### EXERCISE GOAL
Wherever the word "hello" appears in a line below, that line counts; report the total number of such lines only.
----
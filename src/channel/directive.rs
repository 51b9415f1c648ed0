//! Status-line and directive parsing for responses from the controller.

use crate::error::{BridgeError, Result};

/// The outcome carried by a status line's leading token, plus the
/// directive keywords that followed it (each `;`-delimited token after
/// the status token).
pub struct StatusLine {
    pub ok: bool,
    pub directives: Vec<String>,
}

/// Splits a status line into its status token and trailing directive
/// tokens. `+OK` / `-ERR` is the only recognized leading token; anything
/// else is a fatal protocol error. Directive tokens are kept verbatim
/// (just the keyword — `DIR`'s own payload arrives as a following data
/// block, read separately by the caller).
pub fn parse_status_line(line: &str) -> Result<StatusLine> {
    let mut parts = line.split(';');
    let status_token = parts.next().unwrap_or("").trim();
    let ok = match status_token {
        "+OK" => true,
        "-ERR" => false,
        _ => return Err(BridgeError::Protocol),
    };
    let mut directives = Vec::new();
    for part in parts {
        let keyword = part.split_whitespace().next().unwrap_or("").to_string();
        if keyword != "QUIT" && keyword != "DIR" {
            return Err(BridgeError::Protocol);
        }
        directives.push(keyword);
    }
    Ok(StatusLine { ok, directives })
}

/// Parses one `<path> <mode-string>` line from a `DIR` directive's data
/// block.
pub fn parse_dir_entry(line: &str) -> Result<(String, String)> {
    let mut parts = line.splitn(2, char::is_whitespace);
    let path = parts.next().ok_or(BridgeError::Protocol)?;
    let modes = parts.next().ok_or(BridgeError::Protocol)?.trim();
    if path.is_empty() || modes.is_empty() {
        return Err(BridgeError::Protocol);
    }
    Ok((path.to_string(), modes.to_string()))
}

#[cfg(test)]
mod tests {
    use super::*;

    #[test]
    fn parses_plain_ok() {
        let s = parse_status_line("+OK").unwrap();
        assert!(s.ok);
        assert!(s.directives.is_empty());
    }

    #[test]
    fn parses_err() {
        let s = parse_status_line("-ERR").unwrap();
        assert!(!s.ok);
    }

    #[test]
    fn parses_ok_with_dir_and_quit() {
        let s = parse_status_line("+OK;DIR;QUIT").unwrap();
        assert!(s.ok);
        assert_eq!(s.directives, vec!["DIR".to_string(), "QUIT".to_string()]);
    }

    #[test]
    fn unrecognized_leading_token_is_fatal() {
        assert_eq!(parse_status_line("MAYBE").unwrap_err(), BridgeError::Protocol);
    }

    #[test]
    fn unrecognized_directive_is_fatal() {
        assert_eq!(parse_status_line("+OK;BOGUS").unwrap_err(), BridgeError::Protocol);
    }

    #[test]
    fn dir_entry_splits_path_and_modes() {
        let (path, modes) = parse_dir_entry("/hello rw").unwrap();
        assert_eq!(path, "/hello");
        assert_eq!(modes, "rw");
    }
}
//! POSIX-flavored error kinds surfaced by the bridge's filesystem operations.

use std::fmt;

/// Error kinds returned by table, channel, and filesystem-layer operations.
///
/// `Protocol` and `Io` are fatal: any operation that returns one of these
/// should be treated by the caller as grounds to shut the bridge down
/// cleanly rather than merely reporting failure to the dispatcher.
#[derive(Debug, Copy, Clone, PartialEq, Eq)]
pub enum BridgeError {
    NoSuchEntity,
    IsADirectory,
    NotADirectory,
    AccessDenied,
    PermissionDenied,
    BadFileDescriptor,
    NotEmpty,
    NotSupported,
    /// Malformed wire response, unrecognized directive, or violated protocol
    /// invariant. Fatal.
    Protocol,
    /// Closed pipe or other I/O failure talking to the controller. Fatal.
    Io,
}

impl BridgeError {
    /// True for errors that must trigger the bridge's clean-exit path
    /// rather than a plain error return to the calling operation.
    pub fn is_fatal(self) -> bool {
        matches!(self, BridgeError::Protocol | BridgeError::Io)
    }
}

impl fmt::Display for BridgeError {
    fn fmt(&self, f: &mut fmt::Formatter<'_>) -> fmt::Result {
        let s = match self {
            BridgeError::NoSuchEntity => "no such file or directory",
            BridgeError::IsADirectory => "is a directory",
            BridgeError::NotADirectory => "not a directory",
            BridgeError::AccessDenied => "access denied",
            BridgeError::PermissionDenied => "permission denied",
            BridgeError::BadFileDescriptor => "bad file descriptor",
            BridgeError::NotEmpty => "directory not empty",
            BridgeError::NotSupported => "operation not supported",
            BridgeError::Protocol => "controller protocol error",
            BridgeError::Io => "controller I/O error",
        };
        f.write_str(s)
    }
}

impl std::error::Error for BridgeError {}

impl From<BridgeError> for libc::c_int {
    fn from(err: BridgeError) -> libc::c_int {
        match err {
            BridgeError::NoSuchEntity => libc::ENOENT,
            BridgeError::IsADirectory => libc::EISDIR,
            BridgeError::NotADirectory => libc::ENOTDIR,
            BridgeError::AccessDenied => libc::EACCES,
            BridgeError::PermissionDenied => libc::EPERM,
            BridgeError::BadFileDescriptor => libc::EBADF,
            BridgeError::NotEmpty => libc::ENOTEMPTY,
            BridgeError::NotSupported => libc::ENOSYS,
            BridgeError::Protocol => libc::EIO,
            BridgeError::Io => libc::EIO,
        }
    }
}

impl From<std::io::Error> for BridgeError {
    fn from(_: std::io::Error) -> BridgeError {
        BridgeError::Io
    }
}

pub type Result<T> = std::result::Result<T, BridgeError>;
//! Full-duplex pipe to the controller child process: command dispatch,
//! response parsing, and inline namespace directives (§4.D).

mod directive;
pub mod wire;

use std::io::BufReader;
use std::path::Path;
use std::process::{Child, ChildStdin, ChildStdout, Command, Stdio};

use crate::error::{BridgeError, Result};

/// One command/response round-trip's outcome: the status, an optional
/// data block (only for commands that expect one, i.e. `READ`), and any
/// inline directives the controller attached to the status line.
pub struct Response {
    pub ok: bool,
    pub data: Option<Vec<u8>>,
    pub quit: bool,
    /// `(path, mode-string)` pairs from a `DIR` directive's data block,
    /// in the order the controller sent them.
    pub dir_entries: Vec<(String, String)>,
}

pub struct Channel {
    child: Child,
    stdin: ChildStdin,
    stdout: BufReader<ChildStdout>,
    debug: bool,
}

impl Channel {
    /// Spawns `argv[0]` with `argv[1..]` as its arguments, wiring its
    /// stdin/stdout to the command and response pipes and setting the
    /// environment variables the controller is guaranteed to see.
    pub fn spawn(argv: &[String], mount_point: &Path, pid: u32, debug: bool) -> Result<Channel> {
        let (program, args) = argv.split_first().ok_or(BridgeError::Protocol)?;
        let mut child = Command::new(program)
            .args(args)
            .env("UXFS_MOUNT_POINT", mount_point)
            .env("UXFS_PID", pid.to_string())
            .stdin(Stdio::piped())
            .stdout(Stdio::piped())
            .spawn()?;
        let stdin = child.stdin.take().expect("piped stdin");
        let stdout = child.stdout.take().expect("piped stdout");
        Ok(Channel { child, stdin, stdout: BufReader::new(stdout), debug })
    }

    fn command_line(cmd: &str, arg: Option<&str>) -> String {
        match arg {
            Some(arg) if !arg.is_empty() => format!("{cmd} {arg}"),
            _ => cmd.to_string(),
        }
    }

    /// Sends `cmd [arg]`, optionally followed by a data block, and reads
    /// back the status line and (if `want_data`) its data block. Applies
    /// the response's directive tokens by reading any `DIR` data block
    /// inline; the caller is responsible for acting on `quit` and
    /// `dir_entries` under the same lock that guards the table.
    fn command(
        &mut self,
        cmd: &str,
        arg: Option<&str>,
        data: Option<&[u8]>,
        want_data: bool,
    ) -> Result<Response> {
        wire::write_line(&mut self.stdin, &Self::command_line(cmd, arg), self.debug)?;
        if let Some(data) = data {
            wire::write_data_block(&mut self.stdin, data, self.debug)?;
        }

        let status_line = wire::read_line(&mut self.stdout, self.debug)?;
        let status_line = String::from_utf8_lossy(&status_line).into_owned();
        let status = directive::parse_status_line(&status_line)?;

        let response_data = if status.ok && want_data {
            Some(wire::read_data_block(&mut self.stdout, self.debug)?)
        } else {
            None
        };

        let mut quit = false;
        let mut dir_entries = Vec::new();
        for keyword in &status.directives {
            match keyword.as_str() {
                "QUIT" => quit = true,
                "DIR" => {
                    loop {
                        let line = wire::read_line(&mut self.stdout, self.debug)?;
                        if line == b"." {
                            break;
                        }
                        let line = String::from_utf8_lossy(&line).into_owned();
                        dir_entries.push(directive::parse_dir_entry(&line)?);
                    }
                }
                _ => return Err(BridgeError::Protocol),
            }
        }

        Ok(Response { ok: status.ok, data: response_data, quit, dir_entries })
    }

    /// `INIT` — sent once at startup, status only.
    pub fn init(&mut self) -> Result<Response> {
        self.command("INIT", None, None, false)
    }

    /// `READ <path>` — expects a data block on success.
    pub fn read_file(&mut self, path: &str) -> Result<Response> {
        self.command("READ", Some(path), None, true)
    }

    /// `WRITE <path>` followed by the handle's buffered contents.
    pub fn write_file(&mut self, path: &str, data: &[u8]) -> Result<Response> {
        self.command("WRITE", Some(path), Some(data), false)
    }

    /// `FILEOP` followed by a data block whose first line is the verb
    /// (`rename`, `unlink`, `mkdir`, `rmdir`) and remaining lines are its
    /// arguments, one per line.
    pub fn fileop(&mut self, verb: &str, args: &[&str]) -> Result<Response> {
        let mut body = Vec::new();
        body.extend_from_slice(verb.as_bytes());
        body.push(b'\n');
        for arg in args {
            body.extend_from_slice(arg.as_bytes());
            body.push(b'\n');
        }
        self.command("FILEOP", None, Some(&body), false)
    }

    /// Best-effort child reap on a clean shutdown path; errors are not
    /// actionable at this point.
    pub fn shutdown(&mut self) {
        let _ = self.child.kill();
        let _ = self.child.wait();
    }
}
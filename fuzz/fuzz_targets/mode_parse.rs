#![no_main]

use libfuzzer_sys::fuzz_target;
use uxfs::table::Mode;

/// The mode-letter parser (spec §3's grammar) never panics on arbitrary
/// input, and normalization always leaves READ set on anything that
/// isn't write-only.
fuzz_target!(|letters: String| {
    let mode = Mode::parse(&letters);
    if !mode.contains(Mode::WRITE) || mode.contains(Mode::DIR) {
        assert!(mode.contains(Mode::READ));
    }
});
----
### RESPONSE TO THE EXERCISE
2